Dataset entries
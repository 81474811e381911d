use gremlins_core::{CellCoord, Direction, Etherealness, PixelPoint, TILE_SIZE};

use crate::grid::Grid;

/// Movement state shared by the wizard, enemies, and projectiles.
///
/// A mover is aligned with a cell exactly when no sub-tile movement remains;
/// new moves only start from an aligned position.
#[derive(Clone, Debug, PartialEq, Eq)]
pub struct Mover {
    position: PixelPoint,
    facing: Direction,
    remaining: i32,
    speed: i32,
    etherealness: Etherealness,
}

impl Mover {
    /// Creates an aligned mover.
    #[must_use]
    pub const fn new(
        position: PixelPoint,
        facing: Direction,
        speed: i32,
        etherealness: Etherealness,
    ) -> Self {
        Self {
            position,
            facing,
            remaining: 0,
            speed,
            etherealness,
        }
    }

    /// Pixel position of the mover.
    #[must_use]
    pub const fn position(&self) -> PixelPoint {
        self.position
    }

    /// Direction the mover faces.
    #[must_use]
    pub const fn facing(&self) -> Direction {
        self.facing
    }

    /// Pixels still to travel before the current move completes.
    #[must_use]
    pub const fn remaining(&self) -> i32 {
        self.remaining
    }

    /// Reports whether the mover occupies a whole cell.
    #[must_use]
    pub const fn is_aligned(&self) -> bool {
        self.remaining == 0
    }

    /// Cell containing the mover's top-left corner.
    #[must_use]
    pub fn cell(&self) -> Option<CellCoord> {
        self.position.cell()
    }

    /// Cell directly ahead along the facing direction.
    #[must_use]
    pub fn cell_ahead(&self) -> Option<CellCoord> {
        self.cell()?.step(self.facing)
    }

    /// Reports whether a move in `direction` would be accepted.
    #[must_use]
    pub fn validate_move(&self, direction: Direction, grid: &Grid) -> bool {
        let Some(target) = self.cell().and_then(|cell| cell.step(direction)) else {
            return false;
        };
        grid.contains(target) && self.etherealness.passes(grid.strength_at(target))
    }

    /// Starts a move toward the neighbouring cell.
    ///
    /// Has no effect unless aligned. The facing follows `direction` even when
    /// the move is rejected.
    pub fn start_move(&mut self, direction: Direction, grid: &Grid, forced: bool) -> bool {
        if !self.is_aligned() {
            return false;
        }

        self.facing = direction;
        if forced || self.validate_move(direction, grid) {
            self.remaining = TILE_SIZE;
            true
        } else {
            false
        }
    }

    /// Advances the current move by one tick; returns whether a step was taken.
    pub fn advance_move(&mut self) -> bool {
        if self.remaining <= 0 {
            return false;
        }

        let step = self.speed.min(self.remaining);
        self.position = self.position.offset(self.facing, step);
        self.remaining -= step;
        true
    }

    /// Bounding-box test against another mover.
    #[must_use]
    pub const fn overlaps(&self, other: &Mover) -> bool {
        self.position.overlaps(other.position)
    }

    /// Turns to face `direction` without starting a move.
    pub fn turn(&mut self, direction: Direction) {
        self.facing = direction;
    }

    /// Places the mover at a new aligned position, cancelling any move.
    pub fn relocate(&mut self, position: PixelPoint) {
        self.position = position;
        self.remaining = 0;
    }
}

#[cfg(test)]
mod tests {
    use super::*;
    use crate::grid::Tile;
    use gremlins_core::Strength;

    fn corridor() -> Grid {
        let mut grid = Grid::new(5, 3);
        grid.place(Tile::stone(CellCoord::new(2, 0)));
        grid.place(Tile::brick(CellCoord::new(3, 1)));
        grid.place(Tile::exit(CellCoord::new(1, 1)));
        grid
    }

    fn mover_at(column: u32, row: u32, speed: i32, etherealness: Etherealness) -> Mover {
        Mover::new(
            PixelPoint::from_cell(CellCoord::new(column, row)),
            Direction::East,
            speed,
            etherealness,
        )
    }

    #[test]
    fn validation_respects_strength_and_bounds() {
        let grid = corridor();
        let solid = mover_at(2, 1, 1, Etherealness::SOLID);
        assert!(!solid.validate_move(Direction::North, &grid));
        assert!(!solid.validate_move(Direction::East, &grid));
        assert!(solid.validate_move(Direction::West, &grid));
        assert!(solid.validate_move(Direction::South, &grid));

        let ghost = mover_at(2, 1, 1, Etherealness::new(1));
        assert!(ghost.validate_move(Direction::East, &grid));
        assert!(!ghost.validate_move(Direction::North, &grid));

        let edge = mover_at(4, 2, 1, Etherealness::new(1));
        assert!(!edge.validate_move(Direction::East, &grid));
        assert!(!edge.validate_move(Direction::South, &grid));
        assert_eq!(grid.strength_at(CellCoord::new(1, 1)), Strength::Passable);
    }

    #[test]
    fn aligned_mover_starts_valid_moves() {
        let grid = corridor();
        let mut mover = mover_at(2, 1, 2, Etherealness::SOLID);
        assert!(mover.start_move(Direction::South, &grid, false));
        assert_eq!(mover.remaining(), TILE_SIZE);
        assert_eq!(mover.facing(), Direction::South);
    }

    #[test]
    fn moving_mover_rejects_every_new_move() {
        let grid = corridor();
        let mut mover = mover_at(2, 1, 2, Etherealness::SOLID);
        assert!(mover.start_move(Direction::West, &grid, false));
        assert!(mover.advance_move());
        assert!(!mover.start_move(Direction::South, &grid, false));
        assert!(!mover.start_move(Direction::South, &grid, true));
        assert_eq!(mover.facing(), Direction::West);
    }

    #[test]
    fn rejected_move_still_turns_the_mover() {
        let grid = corridor();
        let mut mover = mover_at(2, 1, 2, Etherealness::SOLID);
        assert!(!mover.start_move(Direction::North, &grid, false));
        assert_eq!(mover.facing(), Direction::North);
        assert!(mover.is_aligned());

        assert!(mover.start_move(Direction::North, &grid, true));
        assert_eq!(mover.remaining(), TILE_SIZE);
    }

    #[test]
    fn advancing_never_overshoots_the_cell() {
        let grid = corridor();
        let mut mover = mover_at(0, 1, 3, Etherealness::SOLID);
        assert!(mover.start_move(Direction::South, &grid, false));

        let mut steps = 0;
        while mover.advance_move() {
            steps += 1;
        }
        assert_eq!(steps, 7);
        assert_eq!(mover.position(), PixelPoint::from_cell(CellCoord::new(0, 2)));
        assert!(mover.is_aligned());
        assert!(!mover.advance_move());
    }
}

-- Exercise objective --
Output the records exactly.

-- Answer space --
repository 81474811e381911d
use gremlins_core::{CellCoord, Direction, Etherealness, PixelPoint, TILE_SIZE};

use crate::grid::Grid;

/// Movement state shared by the wizard, enemies, and projectiles.
///
/// A mover is aligned with a cell exactly when no sub-tile movement remains;
/// new moves only start from an aligned position.
#[derive(Clone, Debug, PartialEq, Eq)]
pub struct Mover {
    position: PixelPoint,
    facing: Direction,
    remaining: i32,
    speed: i32,
    etherealness: Etherealness,
}

impl Mover {
    /// Creates an aligned mover.
    #[must_use]
    pub const fn new(
        position: PixelPoint,
        facing: Direction,
        speed: i32,
        etherealness: Etherealness,
    ) -> Self {
        Self {
            position,
            facing,
            remaining: 0,
            speed,
            etherealness,
        }
    }

    /// Pixel position of the mover.
    #[must_use]
    pub const fn position(&self) -> PixelPoint {
        self.position
    }

    /// Direction the mover faces.
    #[must_use]
    pub const fn facing(&self) -> Direction {
        self.facing
    }

    /// Pixels still to travel before the current move completes.
    #[must_use]
    pub const fn remaining(&self) -> i32 {
        self.remaining
    }

    /// Reports whether the mover occupies a whole cell.
    #[must_use]
    pub const fn is_aligned(&self) -> bool {
        self.remaining == 0
    }

    /// Cell containing the mover's top-left corner.
    #[must_use]
    pub fn cell(&self) -> Option<CellCoord> {
        self.position.cell()
    }

    /// Cell directly ahead along the facing direction.
    #[must_use]
    pub fn cell_ahead(&self) -> Option<CellCoord> {
        self.cell()?.step(self.facing)
    }

    /// Reports whether a move in `direction` would be accepted.
    #[must_use]
    pub fn validate_move(&self, direction: Direction, grid: &Grid) -> bool {
        let Some(target) = self.cell().and_then(|cell| cell.step(direction)) else {
            return false;
        };
        grid.contains(target) && self.etherealness.passes(grid.strength_at(target))
    }

    /// Starts a move toward the neighbouring cell.
    ///
    /// Has no effect unless aligned. The facing follows `direction` even when
    /// the move is rejected.
    pub fn start_move(&mut self, direction: Direction, grid: &Grid, forced: bool) -> bool {
        if !self.is_aligned() {
            return false;
        }

        self.facing = direction;
        if forced || self.validate_move(direction, grid) {
            self.remaining = TILE_SIZE;
            true
        } else {
            false
        }
    }

    /// Advances the current move by one tick; returns whether a step was taken.
    pub fn advance_move(&mut self) -> bool {
        if self.remaining <= 0 {
            return false;
        }

        let step = self.speed.min(self.remaining);
        self.position = self.position.offset(self.facing, step);
        self.remaining -= step;
        true
    }

    /// Bounding-box test against another mover.
    #[must_use]
    pub const fn overlaps(&self, other: &Mover) -> bool {
        self.position.overlaps(other.position)
    }

    /// Turns to face `direction` without starting a move.
    pub fn turn(&mut self, direction: Direction) {
        self.facing = direction;
    }

    /// Places the mover at a new aligned position, cancelling any move.
    pub fn relocate(&mut self, position: PixelPoint) {
        self.position = position;
        self.remaining = 0;
    }
}

#[cfg(test)]
mod tests {
    use super::*;
    use crate::grid::Tile;
    use gremlins_core::Strength;

    fn corridor() -> Grid {
        let mut grid = Grid::new(5, 3);
        grid.place(Tile::stone(CellCoord::new(2, 0)));
        grid.place(Tile::brick(CellCoord::new(3, 1)));
        grid.place(Tile::exit(CellCoord::new(1, 1)));
        grid
    }

    fn mover_at(column: u32, row: u32, speed: i32, etherealness: Etherealness) -> Mover {
        Mover::new(
            PixelPoint::from_cell(CellCoord::new(column, row)),
            Direction::East,
            speed,
            etherealness,
        )
    }

    #[test]
    fn validation_respects_strength_and_bounds() {
        let grid = corridor();
        let solid = mover_at(2, 1, 1, Etherealness::SOLID);
        assert!(!solid.validate_move(Direction::North, &grid));
        assert!(!solid.validate_move(Direction::East, &grid));
        assert!(solid.validate_move(Direction::West, &grid));
        assert!(solid.validate_move(Direction::South, &grid));

        let ghost = mover_at(2, 1, 1, Etherealness::new(1));
        assert!(ghost.validate_move(Direction::East, &grid));
        assert!(!ghost.validate_move(Direction::North, &grid));

        let edge = mover_at(4, 2, 1, Etherealness::new(1));
        assert!(!edge.validate_move(Direction::East, &grid));
        assert!(!edge.validate_move(Direction::South, &grid));
        assert_eq!(grid.strength_at(CellCoord::new(1, 1)), Strength::Passable);
    }

    #[test]
    fn aligned_mover_starts_valid_moves() {
        let grid = corridor();
        let mut mover = mover_at(2, 1, 2, Etherealness::SOLID);
        assert!(mover.start_move(Direction::South, &grid, false));
        assert_eq!(mover.remaining(), TILE_SIZE);
        assert_eq!(mover.facing(), Direction::South);
    }

    #[test]
    fn moving_mover_rejects_every_new_move() {
        let grid = corridor();
        let mut mover = mover_at(2, 1, 2, Etherealness::SOLID);
        assert!(mover.start_move(Direction::West, &grid, false));
        assert!(mover.advance_move());
        assert!(!mover.start_move(Direction::South, &grid, false));
        assert!(!mover.start_move(Direction::South, &grid, true));
        assert_eq!(mover.facing(), Direction::West);
    }

    #[test]
    fn rejected_move_still_turns_the_mover() {
        let grid = corridor();
        let mut mover = mover_at(2, 1, 2, Etherealness::SOLID);
        assert!(!mover.start_move(Direction::North, &grid, false));
        assert_eq!(mover.facing(), Direction::North);
        assert!(mover.is_aligned());

        assert!(mover.start_move(Direction::North, &grid, true));
        assert_eq!(mover.remaining(), TILE_SIZE);
    }

    #[test]
    fn advancing_never_overshoots_the_cell() {
        let grid = corridor();
        let mut mover = mover_at(0, 1, 3, Etherealness::SOLID);
        assert!(mover.start_move(Direction::South, &grid, false));

        let mut steps = 0;
        while mover.advance_move() {
            steps += 1;
        }
        assert_eq!(steps, 7);
        assert_eq!(mover.position(), PixelPoint::from_cell(CellCoord::new(0, 2)));
        assert!(mover.is_aligned());
        assert!(!mover.advance_move());
    }
}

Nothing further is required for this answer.